All this reminds me of how old I am because I can't see it as anything new or worth getting exorcised about. The effect of media ubiquity on our lives was foreseen many years ago, it's just amplified. Here is Marshall McLuhan from The Media is the Message in 1967:
In the past, the effects of media were experienced more gradually, allowing the individual and society to cushion their impact to some degree. Today, in the electronic age of instantaneous communication, I believe that our survival, and at very least our comfort and happiness,is predicated on understanding the nature of our new environment, because unlike previous environmental changes, the electric media constitute a total and near-instantaneous transformation of culture, values, and attitudes. This upheaval generates great pain and identity loss, which can be ameliorated only through a conscious awareness of its dynamics. If...we continue in our subliminal trance, we will be their slaves.That's 1967 kiddies. We had three TV channels, FM radio (just barely), and dialing a phone meant dialing.

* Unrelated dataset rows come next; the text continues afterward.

//! Order log in an external Google Sheet.
//!
//! Finalized orders are appended as `(timestamp, pen, trinket labels)` rows.
//! Auth is a service-account flow: sign an RS256 assertion, exchange it for
//! a short-lived bearer token, cache the token until close to expiry.

use async_trait::async_trait;
use chrono::Utc;
use jwt_simple::prelude::*;
use reqwest::Client;
use tokio::sync::Mutex;

use crate::config::Config;
use crate::error::{AppError, Result};
use crate::models::{joined_labels, TrinketRef};

const TOKEN_URL: &str = "https://oauth2.googleapis.com/token";
const SHEETS_SCOPE: &str = "https://www.googleapis.com/auth/spreadsheets";

/// Refresh the cached token this many seconds before it actually expires.
const TOKEN_EXPIRY_MARGIN_SECS: i64 = 60;

#[async_trait]
pub trait OrderLog: Send + Sync {
    /// Append one row for a finalized order.
    async fn append(&self, pen: &str, trinkets: &[TrinketRef]) -> Result<()>;
}

#[derive(Serialize, Deserialize)]
struct GoogleClaims {
    scope: String,
}

#[derive(Deserialize)]
struct TokenResponse {
    access_token: String,
    expires_in: i64,
}

struct CachedToken {
    token: String,
    expires_at: i64,
}

/// Order log over the Google Sheets `values.append` API.
pub struct SheetsLog {
    client: Client,
    sheet_id: String,
    range: String,
    service_email: String,
    key_pair: RS256KeyPair,
    token: Mutex<Option<CachedToken>>,
}

impl SheetsLog {
    pub fn new(config: &Config) -> Result<Self> {
        let key_pair = RS256KeyPair::from_pem(&config.service_key)
            .map_err(|e| AppError::Internal(format!("invalid service account key: {}", e)))?;

        Ok(Self {
            client: Client::new(),
            sheet_id: config.sheet_id.clone(),
            range: config.sheet_range.clone(),
            service_email: config.service_email.clone(),
            key_pair,
            token: Mutex::new(None),
        })
    }

    fn sign_assertion(&self) -> Result<String> {
        let claims = Claims::with_custom_claims(
            GoogleClaims {
                scope: SHEETS_SCOPE.to_string(),
            },
            Duration::from_hours(1),
        )
        .with_issuer(&self.service_email)
        .with_audience(TOKEN_URL);

        self.key_pair
            .sign(claims)
            .map_err(|e| AppError::Internal(format!("failed to sign Google assertion: {}", e)))
    }

    /// Returns a valid bearer token, exchanging a fresh assertion when the
    /// cached one is missing or about to expire.
    async fn bearer_token(&self) -> Result<String> {
        let mut cached = self.token.lock().await;
        let now = Utc::now().timestamp();

        if let Some(token) = cached.as_ref() {
            if now + TOKEN_EXPIRY_MARGIN_SECS < token.expires_at {
                return Ok(token.token.clone());
            }
        }

        let assertion = self.sign_assertion()?;
        let response = self
            .client
            .post(TOKEN_URL)
            .form(&[
                ("grant_type", "urn:ietf:params:oauth:grant-type:jwt-bearer"),
                ("assertion", assertion.as_str()),
            ])
            .send()
            .await?;

        if !response.status().is_success() {
            let status = response.status();
            let body = response.text().await.unwrap_or_default();
            return Err(AppError::Collaborator(format!(
                "Google token exchange failed: {} {}",
                status, body
            )));
        }

        let token: TokenResponse = response.json().await?;
        let bearer = token.access_token.clone();
        *cached = Some(CachedToken {
            token: token.access_token,
            expires_at: now + token.expires_in,
        });

        Ok(bearer)
    }
}

#[async_trait]
impl OrderLog for SheetsLog {
    async fn append(&self, pen: &str, trinkets: &[TrinketRef]) -> Result<()> {
        let bearer = self.bearer_token().await?;

        let url = format!(
            "https://sheets.googleapis.com/v4/spreadsheets/{}/values/{}:append",
            self.sheet_id, self.range
        );
        let body = serde_json::json!({
            "values": [[Utc::now().to_rfc3339(), pen, joined_labels(trinkets)]],
        });

        let response = self
            .client
            .post(&url)
            .query(&[("valueInputOption", "RAW")])
            .bearer_auth(bearer)
            .json(&body)
            .send()
            .await?;

        if !response.status().is_success() {
            let status = response.status();
            let text = response.text().await.unwrap_or_default();
            return Err(AppError::Collaborator(format!(
                "sheet append failed: {} {}",
                status, text
            )));
        }

        Ok(())
    }
}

Want some more? This is Stefan Zweig from The World of Yesterday in 1938:
But travelling, even as far as to other worlds under other stars did not allow me to escape Europe and my anxieties. It seems almost like Nature's fierce revenge on mankind that the achievements of technology through which we have taken her mysterious forces into our own hands simultaneously destroy the soul. The greatest curse brought down on us by technology is that it prevents us from escaping the present even for a brief time. Previous generations could retreat into solitude and seclusion when disaster struck; it was our fate to be aware of everything catastrophic happening anywhere in the world at the hour and second when it happened.1938. For 80 years this transformation has been going on. Did it accelerate with the Internet? OK maybe, but media ubiquity has been going to destroy our souls for almost a century now. Multiple generations have lived and died with their souls destroyed by the media. Yet here we are, doing pretty well, making progress in the crazy, haphazard, 10-steps-forward-9-steps-back way of humanity.
So maybe take ten- to twenty-percent off over there Squirrely Dan. (Apologies for the Letterkenny quote, ya pheasants.) All that stuff you see that's going to destroy the world, isn't. Trust me. It's nothing new. Nothing is new.